BEGIN DATA EXTRACTS
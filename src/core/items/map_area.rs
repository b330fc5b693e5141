//! Kartenfläche: geschlossenes Polygon für die UI-Karte.

use glam::Vec3;
use ts_map_primitives::{FlagField, Token};

use super::{ItemData, PolygonShape};
use crate::core::container::ItemContainer;
use crate::core::error::TopologyResult;
use crate::core::{topology, ItemId};

const FLAG_DRAW_OVER: u32 = 0;
const COLOR_START: u32 = 1;
const COLOR_BITS: u32 = 3;
const FLAG_SECRET: u32 = 4;

/// Füllfarbe einer Kartenfläche.
#[derive(Debug, Clone, Copy, PartialEq, Eq, Default)]
pub enum MapAreaColor {
    #[default]
    Road,
    Light,
    Dark,
    Green,
    Nothing,
}

impl MapAreaColor {
    fn from_bits(bits: u32) -> Self {
        match bits {
            1 => MapAreaColor::Light,
            2 => MapAreaColor::Dark,
            3 => MapAreaColor::Green,
            4 => MapAreaColor::Nothing,
            _ => MapAreaColor::Road,
        }
    }

    fn bits(self) -> u32 {
        match self {
            MapAreaColor::Road => 0,
            MapAreaColor::Light => 1,
            MapAreaColor::Dark => 2,
            MapAreaColor::Green => 3,
            MapAreaColor::Nothing => 4,
        }
    }
}

#[derive(Debug, Clone, PartialEq)]
pub struct MapArea {
    pub shape: PolygonShape,
    pub flags: FlagField,
    pub material: Token,
}

impl MapArea {
    /// Legt eine Fläche aus mindestens drei Eckpunkten an.
    pub fn add<C: ItemContainer + ?Sized>(
        container: &mut C,
        positions: &[Vec3],
    ) -> TopologyResult<ItemId> {
        topology::add_polygon(container, positions, 3, |shape| {
            ItemData::MapArea(MapArea {
                shape,
                flags: FlagField::default(),
                material: Token::EMPTY,
            })
        })
    }

    pub fn draw_over(&self) -> bool {
        self.flags.get(FLAG_DRAW_OVER)
    }

    pub fn set_draw_over(&mut self, value: bool) {
        self.flags.set(FLAG_DRAW_OVER, value);
    }

    pub fn color(&self) -> MapAreaColor {
        MapAreaColor::from_bits(self.flags.get_bit_string(COLOR_START, COLOR_BITS))
    }

    pub fn set_color(&mut self, color: MapAreaColor) -> TopologyResult<()> {
        self.flags.set_bit_string(COLOR_START, COLOR_BITS, color.bits())?;
        Ok(())
    }

    pub fn is_secret(&self) -> bool {
        self.flags.get(FLAG_SECRET)
    }

    pub fn set_secret(&mut self, value: bool) {
        self.flags.set(FLAG_SECRET, value);
    }
}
END DATA EXTRACTS
PROBLEM TO SOLVE: Report each line of the data that includes the string "flags".

TASK RESPONSE:
    pub flags: FlagField,
                flags: FlagField::default(),
        self.flags.get(FLAG_DRAW_OVER)
        self.flags.set(FLAG_DRAW_OVER, value);
        MapAreaColor::from_bits(self.flags.get_bit_string(COLOR_START, COLOR_BITS))
        self.flags.set_bit_string(COLOR_START, COLOR_BITS, color.bits())?;
        self.flags.get(FLAG_SECRET)
        self.flags.set(FLAG_SECRET, value);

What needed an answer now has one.